Bakauheni – (PeNa), Arus balik Lebaran 2026 dari Sumatera ke Jawa langsung melonjak di H+1. Sebanyak 91.657 penumpang menyeberang melalui Pelabuhan Bakauheni dan pelabuhan pendukung dalam 24 jam, Minggu (23/3/2026). Angka ini naik 58,6% dibanding tahun lalu yang mencapai 57.801 orang.
Lonjakan juga terjadi pada pergerakan kendaraan. Total 25.332 unit menyeberang ke Jawa atau naik 70,4% dari tahun sebelumnya. Rinciannya, sepeda motor mencapai 11.176 unit (naik 87%) dan mobil 12.495 unit (naik 53,8%). Truk tercatat 1.294 unit atau melonjak 153,2%, sementara bus mencapai 367 unit atau naik 42,8%.

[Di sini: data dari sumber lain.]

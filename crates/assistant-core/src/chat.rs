//! Chat Pipeline
//!
//! Turns one inbound user message into a persisted assistant reply:
//! moderate, persist the user turn, assemble the bounded history, request a
//! completion, persist the reply and append an audit entry.
//!
//! Failures while moderating, assembling history or completing are turned
//! into an in-thread apology message before the original error is returned,
//! so the HTTP layer can still pick a status code.

use std::sync::Arc;

use uuid::Uuid;

use crate::error::{AssistantError, Result};
use crate::message::Conversation;
use crate::model::{thread_title, ChatLog, NewMessage, Thread, ThreadMessage};
use crate::provider::{AiService, CompletionOptions};
use crate::store::ChatStore;

/// Persona handed to the model on the first turn of a thread
pub const DEFAULT_SYSTEM_PROMPT: &str = "You are a helpful trading assistant. You help users \
analyze markets, understand trading concepts, and make informed decisions. You do not provide \
specific financial advice or recommendations.";

const ERROR_PREFIX: &str = "I apologize, but I encountered an error: ";

/// Chat pipeline configuration
#[derive(Clone, Debug)]
pub struct ChatConfig {
    /// System preamble prepended to a thread's first completion
    pub system_prompt: String,

    /// Number of most recent messages sent as context
    pub history_limit: usize,

    pub temperature: f32,

    /// Output token budget per completion
    pub max_tokens: u32,
}

impl Default for ChatConfig {
    fn default() -> Self {
        Self {
            system_prompt: DEFAULT_SYSTEM_PROMPT.into(),
            history_limit: 10,
            temperature: 0.7,
            max_tokens: 1000,
        }
    }
}

/// Orchestrates one chat exchange against an AI service and a store
pub struct ChatService {
    ai: Box<dyn AiService>,
    store: Arc<dyn ChatStore>,
    config: ChatConfig,
}

impl ChatService {
    pub fn new(ai: Box<dyn AiService>, store: Arc<dyn ChatStore>, config: ChatConfig) -> Self {
        Self { ai, store, config }
    }

    /// Create with default configuration
    pub fn with_defaults(ai: Box<dyn AiService>, store: Arc<dyn ChatStore>) -> Self {
        Self::new(ai, store, ChatConfig::default())
    }

    /// Create a thread titled after its first message
    pub async fn start_thread(&self, user_id: &str, initial_message: &str) -> Result<Thread> {
        self.store.create_thread(user_id, &thread_title(initial_message)).await
    }

    /// Process one user message and return the persisted assistant reply
    ///
    /// When `thread_id` is `None` a thread is created first.
    pub async fn process_message(
        &self,
        user_id: &str,
        content: &str,
        thread_id: Option<Uuid>,
    ) -> Result<ThreadMessage> {
        self.process_message_with_image(user_id, content, None, thread_id).await
    }

    /// Same as `process_message`, with an optional image (URL or data URL)
    /// attached to the user turn
    pub async fn process_message_with_image(
        &self,
        user_id: &str,
        content: &str,
        image: Option<&str>,
        thread_id: Option<Uuid>,
    ) -> Result<ThreadMessage> {
        if content.trim().is_empty() {
            return Err(AssistantError::Validation("Message content is required".into()));
        }

        let thread = match thread_id {
            Some(id) => self
                .store
                .get_thread(id, user_id)
                .await?
                .ok_or_else(|| AssistantError::NotFound("Chat thread".into()))?,
            None => self.start_thread(user_id, content).await?,
        };

        tracing::debug!(
            thread_id = %thread.id,
            provider = self.ai.name(),
            has_image = image.is_some(),
            "Processing chat message"
        );

        // Moderation always precedes the completion request
        match self.ai.moderate_content(content).await {
            Ok(false) => {}
            Ok(true) => {
                tracing::info!(thread_id = %thread.id, "Message rejected by moderation");
                let err = AssistantError::ContentRejected("Message flagged by moderation".into());
                return Err(self.fail(&thread, user_id, err).await);
            }
            Err(e) => return Err(self.fail(&thread, user_id, e).await),
        }

        let turn = NewMessage::user(thread.id, user_id, content)
            .with_image(image.map(str::to_string));
        self.append(turn).await?;

        let conversation = match self.build_context(thread.id).await {
            Ok(conversation) => conversation,
            Err(e) => return Err(self.fail(&thread, user_id, e).await),
        };

        tracing::debug!(
            thread_id = %thread.id,
            messages = conversation.len(),
            est_tokens = conversation.estimate_tokens(),
            "Requesting completion"
        );

        let options = CompletionOptions {
            model: None,
            temperature: self.config.temperature,
            max_tokens: self.config.max_tokens,
        };
        let completion = match self
            .ai
            .create_chat_completion(conversation.messages(), &options)
            .await
        {
            Ok(c) if c.content.trim().is_empty() => {
                let err = AssistantError::Provider("Empty response from AI service".into());
                return Err(self.fail(&thread, user_id, err).await);
            }
            Ok(c) => c,
            Err(e) => return Err(self.fail(&thread, user_id, e).await),
        };

        let reply = self
            .append(NewMessage::new(thread.id, user_id, completion.role, &completion.content))
            .await?;

        let entry = ChatLog::new(user_id, content, &completion.content, &completion.model);
        if let Err(e) = self.store.append_chat_log(entry).await {
            tracing::warn!(error = %e, thread_id = %thread.id, "Failed to write chat log");
        }

        tracing::info!(
            thread_id = %thread.id,
            model = %completion.model,
            tokens = completion.usage.as_ref().map(|u| u.total_tokens),
            "Chat completion stored"
        );
        Ok(reply)
    }

    /// Recent history, with the preamble only when the just-saved user turn
    /// is the whole history
    async fn build_context(&self, thread_id: Uuid) -> Result<Conversation> {
        let history = self
            .store
            .recent_messages(thread_id, self.config.history_limit)
            .await?;
        let preamble = (history.len() <= 1).then_some(self.config.system_prompt.as_str());

        Ok(Conversation::from_history(
            history.iter().map(ThreadMessage::to_message),
            self.config.history_limit,
            preamble,
        ))
    }

    async fn append(&self, message: NewMessage) -> Result<ThreadMessage> {
        let thread_id = message.thread_id;
        let stored = self.store.insert_message(message).await?;
        self.store.touch_thread(thread_id).await?;
        Ok(stored)
    }

    /// Persist the apology message and hand the original error back
    async fn fail(&self, thread: &Thread, user_id: &str, err: AssistantError) -> AssistantError {
        tracing::error!(error = %err, thread_id = %thread.id, "Chat pipeline failed");

        let apology = format!("{ERROR_PREFIX}{}", err.user_message());
        if let Err(e) = self.append(NewMessage::assistant(thread.id, user_id, apology)).await {
            tracing::warn!(error = %e, thread_id = %thread.id, "Failed to store error message");
        }
        err
    }
}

General Manager ASDP Bakauheni, Partogi Tamba, menyebut lonjakan ini sudah diprediksi seiring mulai bergeraknya arus balik.
“Lonjakan penumpang di H+1 memang cukup signifikan. Kami melihat masyarakat mulai kembali ke Pulau Jawa lebih awal,” ujar Partogi.
Ia memastikan operasional pelabuhan tetap berjalan optimal dengan dukungan armada yang dimaksimalkan.
“Kami mengoperasikan 159 trip kapal dalam 24 jam untuk mengantisipasi peningkatan trafik penumpang dan kendaraan,” katanya.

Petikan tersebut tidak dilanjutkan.